How to extract string between other string and number in R?

90 Views Asked by At

I have a vector:

a <- c("{.package:base73","for.package:base476",":.package:base9","print.package:graphics834")

and I need to extract string between package: and the first number.

So the output should be: c("base", "base", "base", "graphics")

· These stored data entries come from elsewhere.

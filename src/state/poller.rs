use std::cell::RefCell;
use std::rc::Rc;

use crate::api::StatusSource;

use super::board::StatusBoard;
use super::display::DisplayState;

/// Drives the fetch/render cycle against a status source.
///
/// Every cycle settles exactly once and never stops the cadence; failures end
/// up as text in the display's error field.
pub struct StatusPoller<S> {
    source: Rc<S>,
    board: Rc<RefCell<StatusBoard>>,
    render: Rc<dyn Fn(DisplayState)>,
}

impl<S> Clone for StatusPoller<S> {
    fn clone(&self) -> Self {
        Self {
            source: Rc::clone(&self.source),
            board: Rc::clone(&self.board),
            render: Rc::clone(&self.render),
        }
    }
}

impl<S: StatusSource + 'static> StatusPoller<S> {
    /// Create a poller that hands every applied display state to `render`
    pub fn new(source: S, render: impl Fn(DisplayState) + 'static) -> Self {
        Self {
            source: Rc::new(source),
            board: Rc::new(RefCell::new(StatusBoard::default())),
            render: Rc::new(render),
        }
    }

    /// The display as of the last applied settle
    pub fn display(&self) -> DisplayState {
        self.board.borrow().display().clone()
    }

    /// Run one request/response/render cycle
    pub async fn poll_once(&self) {
        let ticket = self.board.borrow_mut().begin_cycle();
        log::debug!("Polling wall-eno status (cycle {})", ticket.sequence());

        let outcome = self.source.fetch_status().await;
        if let Err(e) = &outcome {
            log::warn!("wall-eno status cycle {} failed: {}", ticket.sequence(), e);
        }

        let settled = self.board.borrow_mut().settle(ticket, outcome);
        if let Some(state) = settled {
            (self.render)(state);
        }
    }

    /// Poll now, then every `interval_ms`. Dropping the returned handle stops
    /// the timer.
    #[cfg(target_arch = "wasm32")]
    pub fn start(&self, interval_ms: u32) -> gloo_timers::callback::Interval {
        use gloo_timers::callback::Interval;

        self.spawn_cycle();

        let poller = self.clone();
        Interval::new(interval_ms, move || poller.spawn_cycle())
    }

    #[cfg(target_arch = "wasm32")]
    fn spawn_cycle(&self) {
        let poller = self.clone();
        wasm_bindgen_futures::spawn_local(async move { poller.poll_once().await });
    }
}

I tried this but it doesn't work as i wish:

b <- "{.package:base71"
gsub(".*package:(.+)[1-9]+", "\\1", b)

Edit: I want to use only base package*

3

There are 3 best solutions below

3
Derf On BEST ANSWER

Just a minimal change to code of OP,

gsub(".*package:|[1-9]+", "\\1", a)

#[1] "base"     "base"     "base"     "graphics"
2
knitz3 On

Using a capture group (), at minimum one character in between .+, non-greedy match ? and a digit directly following \d:

library(stringr)
str_extract(a, "package:(.+?)\\d", group = 1)
[1] "base"     "base"     "base"     "graphics"
0
Wiktor Stribiżew On

You can directly extract the non-digit chars after package: with the base R code using regmatches/regexec

a <- c("{.package:base73","for.package:base476",":.package:base9","print.package:graphics834")
unlist(regmatches(a, regexec("package:\\K\\D+", a, perl=TRUE)))

See this R demo and the regex demo.

Details:

  • package: - a literal tgext
  • \K - omit the text matched so far
  • \D+ - matches one or more non-digit chars.